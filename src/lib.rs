//! Duka API Library
//!
//! Multi-tenant retail inventory and point-of-sale backend. Stock is held
//! in receiving lots; every mutation flows through the stock ledger and
//! leaves a timeline row behind.
#![forbid(unsafe_code)]
#![deny(rust_2018_idioms)]
#![allow(elided_lifetimes_in_paths)]
#![warn(clippy::all, clippy::perf, clippy::dbg_macro)]

pub mod auth;
pub mod config;
pub mod db;
pub mod entities;
pub mod errors;
pub mod events;
pub mod handlers;
pub mod openapi;
pub mod services;

use axum::{routing::get, Router};
use sea_orm::DatabaseConnection;
use std::sync::Arc;

// App state definition
#[derive(Clone)]
pub struct AppState {
    pub db: Arc<DatabaseConnection>,
    pub config: config::AppConfig,
    pub event_sender: events::EventSender,
    pub services: handlers::AppServices,
}

/// Versioned API surface, nested under `/api/v1`.
pub fn api_v1_routes() -> Router<AppState> {
    Router::new()
        .nest("/inventory", handlers::inventory::inventory_routes())
        .nest(
            "/purchase-orders",
            handlers::purchase_orders::purchase_order_routes(),
        )
        .nest("/returns", handlers::returns::return_routes())
        .nest(
            "/stock-transfers",
            handlers::stock_transfers::stock_transfer_routes(),
        )
        .nest("/sales", handlers::sales::sale_routes())
        .nest(
            "/supply-requests",
            handlers::supply_requests::supply_request_routes(),
        )
        .nest(
            "/notifications",
            handlers::notifications::notification_routes(),
        )
        .nest("/thresholds", handlers::thresholds::threshold_routes())
}

/// Full application router: health, the v1 API and Swagger UI.
pub fn app_router(state: AppState) -> Router {
    Router::new()
        .route("/health", get(handlers::health::health_check))
        .nest("/api/v1", api_v1_routes())
        .merge(openapi::swagger_ui())
        .with_state(state)
}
......
Assignment: Please retype each entry above exactly as it is written.

Problem solution:
filename src/lib.rs
//! Duka API Library
//!
//! Multi-tenant retail inventory and point-of-sale backend. Stock is held
//! in receiving lots; every mutation flows through the stock ledger and
//! leaves a timeline row behind.
#![forbid(unsafe_code)]
#![deny(rust_2018_idioms)]
#![allow(elided_lifetimes_in_paths)]
#![warn(clippy::all, clippy::perf, clippy::dbg_macro)]

pub mod auth;
pub mod config;
pub mod db;
pub mod entities;
pub mod errors;
pub mod events;
pub mod handlers;
pub mod openapi;
pub mod services;

use axum::{routing::get, Router};
use sea_orm::DatabaseConnection;
use std::sync::Arc;

// App state definition
#[derive(Clone)]
pub struct AppState {
    pub db: Arc<DatabaseConnection>,
    pub config: config::AppConfig,
    pub event_sender: events::EventSender,
    pub services: handlers::AppServices,
}

/// Versioned API surface, nested under `/api/v1`.
pub fn api_v1_routes() -> Router<AppState> {
    Router::new()
        .nest("/inventory", handlers::inventory::inventory_routes())
        .nest(
            "/purchase-orders",
            handlers::purchase_orders::purchase_order_routes(),
        )
        .nest("/returns", handlers::returns::return_routes())
        .nest(
            "/stock-transfers",
            handlers::stock_transfers::stock_transfer_routes(),
        )
        .nest("/sales", handlers::sales::sale_routes())
        .nest(
            "/supply-requests",
            handlers::supply_requests::supply_request_routes(),
        )
        .nest(
            "/notifications",
            handlers::notifications::notification_routes(),
        )
        .nest("/thresholds", handlers::thresholds::threshold_routes())
}

/// Full application router: health, the v1 API and Swagger UI.
pub fn app_router(state: AppState) -> Router {
    Router::new()
        .route("/health", get(handlers::health::health_check))
        .nest("/api/v1", api_v1_routes())
        .merge(openapi::swagger_ui())
        .with_state(state)
}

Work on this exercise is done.